Hypotension after intubation

  1. Tube/circuit: confirm placement and oxygenation first.
  2. Obstructive causes: tension pneumothorax, auto-PEEP, high PEEP, RV failure/PE.
  3. Medication/vasodilation: sedative/opioid effect, induction-related sympathetic lysis.
  4. Preload/bleeding/sepsis: reassess volume, vasopressors, source control, and MAP target.
  5. Vent pivot: reduce intrathoracic pressure when air-trapping or excessive PEEP is plausible.

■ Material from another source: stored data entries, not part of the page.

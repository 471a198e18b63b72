use std::fmt;

use sea_orm::entity::prelude::*;
use serde::{Deserialize, Serialize};

#[derive(Clone, Debug, PartialEq, DeriveEntityModel, Serialize, Deserialize)]
#[sea_orm(table_name = "orders")]
pub struct Model {
    #[sea_orm(primary_key)]
    pub id: i32,
    /// Caller-supplied; expected unique but not enforced.
    pub order_number: String,
    pub order_date: String,
    pub total_amount: f64,
    pub status: String,
    pub description: Option<String>,
}

#[derive(Copy, Clone, Debug, EnumIter, DeriveRelation)]
pub enum Relation {
    #[sea_orm(has_many = "super::customer_order::Entity")]
    CustomerOrder,
}

impl Related<super::customer_order::Entity> for Entity {
    fn to() -> RelationDef {
        Relation::CustomerOrder.def()
    }
}

impl ActiveModelBehavior for ActiveModel {}

/// Open order-status enumeration backed by the `status` column.
#[derive(Debug, Clone, PartialEq, Eq, Serialize, Deserialize)]
#[serde(from = "String", into = "String")]
pub enum OrderStatus {
    Pending,
    Completed,
    Cancelled,
    Other(String),
}

impl OrderStatus {
    pub fn as_str(&self) -> &str {
        match self {
            OrderStatus::Pending => "Pending",
            OrderStatus::Completed => "Completed",
            OrderStatus::Cancelled => "Cancelled",
            OrderStatus::Other(s) => s,
        }
    }
}

impl Default for OrderStatus {
    fn default() -> Self {
        OrderStatus::Pending
    }
}

impl From<String> for OrderStatus {
    fn from(s: String) -> Self {
        match s.as_str() {
            "Pending" => OrderStatus::Pending,
            "Completed" => OrderStatus::Completed,
            "Cancelled" => OrderStatus::Cancelled,
            _ => OrderStatus::Other(s),
        }
    }
}

impl From<OrderStatus> for String {
    fn from(s: OrderStatus) -> Self {
        s.as_str().to_owned()
    }
}

impl fmt::Display for OrderStatus {
    fn fmt(&self, f: &mut fmt::Formatter<'_>) -> fmt::Result {
        f.write_str(self.as_str())
    }
}
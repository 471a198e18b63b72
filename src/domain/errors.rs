//! Domain error types
//!
//! These errors are framework-agnostic and represent business-level failures.

use std::fmt;

#[derive(Debug)]
pub enum DomainError {
    /// Lookup, update or delete by id with no matching row
    NotFound,
    /// Uniqueness or foreign-key constraint violation
    Conflict(String),
    /// Invalid input rejected before reaching the store
    Validation(String),
    /// Store failure (connection loss, timeout); propagated as-is, never retried
    Database(String),
}

impl fmt::Display for DomainError {
    fn fmt(&self, f: &mut fmt::Formatter<'_>) -> fmt::Result {
        match self {
            DomainError::NotFound => write!(f, "Resource not found"),
            DomainError::Conflict(msg) => write!(f, "Constraint violation: {}", msg),
            DomainError::Validation(msg) => write!(f, "Validation error: {}", msg),
            DomainError::Database(msg) => write!(f, "Database error: {}", msg),
        }
    }
}

impl std::error::Error for DomainError {}

// Conversion from SeaORM errors (used in infrastructure layer).
// Constraint violations must surface typed, not as a generic failure.
impl From<sea_orm::DbErr> for DomainError {
    fn from(e: sea_orm::DbErr) -> Self {
        match e.sql_err() {
            Some(sea_orm::SqlErr::UniqueConstraintViolation(msg)) => DomainError::Conflict(msg),
            Some(sea_orm::SqlErr::ForeignKeyConstraintViolation(msg)) => {
                DomainError::Conflict(msg)
            }
            _ => DomainError::Database(e.to_string()),
        }
    }
}
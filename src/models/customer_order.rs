//! Attributed customer-order join entity.
//!
//! Carries a `role` beyond the two foreign keys, so it is a real entity
//! rather than an implicit junction table. Duplicate
//! (customer_id, order_id) pairs are permitted; the surrogate id keeps
//! every row addressable.

use sea_orm::entity::prelude::*;
use serde::{Deserialize, Serialize};

#[derive(Clone, Debug, PartialEq, DeriveEntityModel, Serialize, Deserialize)]
#[sea_orm(table_name = "customer_orders")]
pub struct Model {
    #[sea_orm(primary_key)]
    pub id: i32,
    pub customer_id: i32,
    pub order_id: i32,
    /// e.g. "Primary" / "Secondary"
    pub role: String,
}

#[derive(Copy, Clone, Debug, EnumIter, DeriveRelation)]
pub enum Relation {
    #[sea_orm(
        belongs_to = "super::customer::Entity",
        from = "Column::CustomerId",
        to = "super::customer::Column::Id"
    )]
    Customer,
    #[sea_orm(
        belongs_to = "super::order::Entity",
        from = "Column::OrderId",
        to = "super::order::Column::Id",
        on_update = "Cascade",
        on_delete = "Cascade"
    )]
    Order,
}

impl Related<super::customer::Entity> for Entity {
    fn to() -> RelationDef {
        Relation::Customer.def()
    }
}

impl Related<super::order::Entity> for Entity {
    fn to() -> RelationDef {
        Relation::Order.def()
    }
}

impl ActiveModelBehavior for ActiveModel {}
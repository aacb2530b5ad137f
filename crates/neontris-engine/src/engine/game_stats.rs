use serde::Serialize;

use super::config::GameConfig;

/// Points needed per level.
const SCORE_PER_LEVEL: u32 = 100;

/// Interval reduction per level for levels 2 through 4.
const EARLY_LEVEL_STEP_MS: u32 = 60;
/// Interval reduction per level beyond level 4.
const LATE_LEVEL_STEP_MS: u32 = 80;
/// Last level of the gentle part of the speed curve.
const EARLY_LEVEL_LIMIT: u32 = 4;

/// Every level divisible by this is a milestone.
pub const MILESTONE_EVERY: u32 = 10;

/// Level reached at `score`: one level per 100 points, starting at 1.
#[must_use]
pub const fn level_for_score(score: u32) -> u32 {
    score / SCORE_PER_LEVEL + 1
}

#[must_use]
pub const fn is_milestone_level(level: u32) -> bool {
    level % MILESTONE_EVERY == 0
}

/// Base gravity interval at `level`.
///
/// Piecewise curve: 60 ms faster per level up to level 4, then 80 ms faster
/// per level, never below `config.min_interval_ms`.
///
/// ```
/// use neontris_engine::{GameConfig, gravity_interval_ms};
///
/// let config = GameConfig::default();
/// assert_eq!(gravity_interval_ms(&config, 1), 1000);
/// assert_eq!(gravity_interval_ms(&config, 4), 820);
/// assert_eq!(gravity_interval_ms(&config, 5), 740);
/// assert_eq!(gravity_interval_ms(&config, 20), 150);
/// ```
#[must_use]
pub fn gravity_interval_ms(config: &GameConfig, level: u32) -> u32 {
    let level = level.max(1);
    let reduction = if level <= EARLY_LEVEL_LIMIT {
        (level - 1) * EARLY_LEVEL_STEP_MS
    } else {
        ((EARLY_LEVEL_LIMIT - 1) * EARLY_LEVEL_STEP_MS)
            .saturating_add((level - EARLY_LEVEL_LIMIT).saturating_mul(LATE_LEVEL_STEP_MS))
    };
    config
        .base_interval_ms
        .saturating_sub(reduction)
        .max(config.min_interval_ms)
}

/// What a single lock did to the score.
#[derive(Debug, Clone, Copy, PartialEq, Eq, Default)]
pub struct LockScore {
    /// Points awarded for cleared rows, tetris bonus included.
    pub points: u32,
    /// Exactly four rows were cleared.
    pub tetris: bool,
    /// The new level, if this lock changed it.
    pub new_level: Option<u32>,
}

/// Score, level, combo and line statistics of one game.
///
/// # Scoring
///
/// - Clearing `n` rows in one lock: `n * score_per_line`
/// - Clearing exactly 4 rows: an additional `tetris_bonus`
/// - Hard drop: `hard_drop_per_cell` for every row descended
///
/// The level is derived from the score and is re-evaluated at every lock.
///
/// # Example
///
/// ```
/// use neontris_engine::{GameConfig, GameStats};
///
/// let config = GameConfig::default();
/// let mut stats = GameStats::new();
/// stats.complete_piece_drop(4, &config); // Tetris (4 lines)
///
/// assert_eq!(stats.score(), 80);
/// assert_eq!(stats.total_cleared_lines(), 4);
/// assert_eq!(stats.line_cleared_counter()[4], 1);
/// ```
#[derive(Debug, Clone, PartialEq, Eq, Serialize)]
pub struct GameStats {
    score: u32,
    level: u32,
    combo: u32,
    completed_pieces: usize,
    total_cleared_lines: usize,
    line_cleared_counter: [usize; 5],
}

impl Default for GameStats {
    fn default() -> Self {
        Self::new()
    }
}

impl GameStats {
    /// Creates statistics for a fresh game: score 0, level 1, no combo.
    #[must_use]
    pub const fn new() -> Self {
        Self {
            score: 0,
            level: 1,
            combo: 0,
            completed_pieces: 0,
            total_cleared_lines: 0,
            line_cleared_counter: [0; 5],
        }
    }

    #[must_use]
    pub const fn score(&self) -> u32 {
        self.score
    }

    #[must_use]
    pub const fn level(&self) -> u32 {
        self.level
    }

    /// Consecutive locks that cleared at least one row.
    #[must_use]
    pub const fn combo(&self) -> u32 {
        self.combo
    }

    /// Returns the total number of pieces that have been locked into place.
    #[must_use]
    pub const fn completed_pieces(&self) -> usize {
        self.completed_pieces
    }

    #[must_use]
    pub const fn total_cleared_lines(&self) -> usize {
        self.total_cleared_lines
    }

    /// Returns a histogram of locks by rows cleared.
    ///
    /// Array indices represent:
    /// - `[0]`: Number of locks with 0 lines cleared
    /// - `[1]`: Number of singles (1 line)
    /// - `[2]`: Number of doubles (2 lines)
    /// - `[3]`: Number of triples (3 lines)
    /// - `[4]`: Number of tetrises (4 lines)
    #[must_use]
    pub const fn line_cleared_counter(&self) -> &[usize; 5] {
        &self.line_cleared_counter
    }

    /// Awards hard-drop points for `cells` rows descended. Returns the points.
    pub fn add_hard_drop(&mut self, cells: u32, config: &GameConfig) -> u32 {
        let points = cells.saturating_mul(config.hard_drop_per_cell);
        self.score = self.score.saturating_add(points);
        points
    }

    /// Updates statistics after a piece locks and `cleared_lines` rows are removed.
    pub fn complete_piece_drop(&mut self, cleared_lines: usize, config: &GameConfig) -> LockScore {
        self.completed_pieces += 1;
        self.total_cleared_lines += cleared_lines;
        if cleared_lines < self.line_cleared_counter.len() {
            self.line_cleared_counter[cleared_lines] += 1;
        }

        let lines = u32::try_from(cleared_lines).unwrap_or(u32::MAX);
        let tetris = cleared_lines == 4;
        let mut points = lines.saturating_mul(config.score_per_line);
        if tetris {
            points = points.saturating_add(config.tetris_bonus);
        }
        self.score = self.score.saturating_add(points);
        self.combo = if cleared_lines > 0 { self.combo + 1 } else { 0 };

        let level = level_for_score(self.score);
        let new_level = (level != self.level).then_some(level);
        self.level = level;

        LockScore {
            points,
            tetris,
            new_level,
        }
    }
}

High airway pressure alarm

  1. Bag the patient: feel compliance and bypass equipment.
  2. High peak, normal plateau: resistance problem—tube kink, secretions, bronchospasm, small tube.
  3. High peak and high plateau: compliance/pressure problem—ARDS, edema, pneumothorax, mainstem, auto-PEEP.
  4. Check waveform: flow returning to zero? If not, suspect breath stacking.

Scenario pivots

After the initial vent settings, match the physiology

Severe asthma/COPD

Low RR, long expiratory time, avoid stacking, permissive hypercapnia when clinically acceptable, deep sedation if dyssynchrony.

ARDS/hypoxemia

PBW-based low VT, plateau/driving pressure awareness, deliberate PEEP/FiO₂ escalation, early ICU/RT pathway.

Metabolic acidosis/DKA

Plan before paralysis. Preserve minute ventilation as safely as possible. Avoid sudden apnea and post-intubation hypoventilation.

TBI/neuro

Avoid hypoxia and hypotension. Use EtCO₂ targets and sedation strategy consistent with neurocritical goals.

Shock/RV failure

Preload/pressor plan, avoid excess intrathoracic pressure, consider RV afterload and peri-intubation collapse risk.

Pediatrics

Use measured/length-based weight, staged backup sizes, age-appropriate vent RR, and early pediatric/RT support.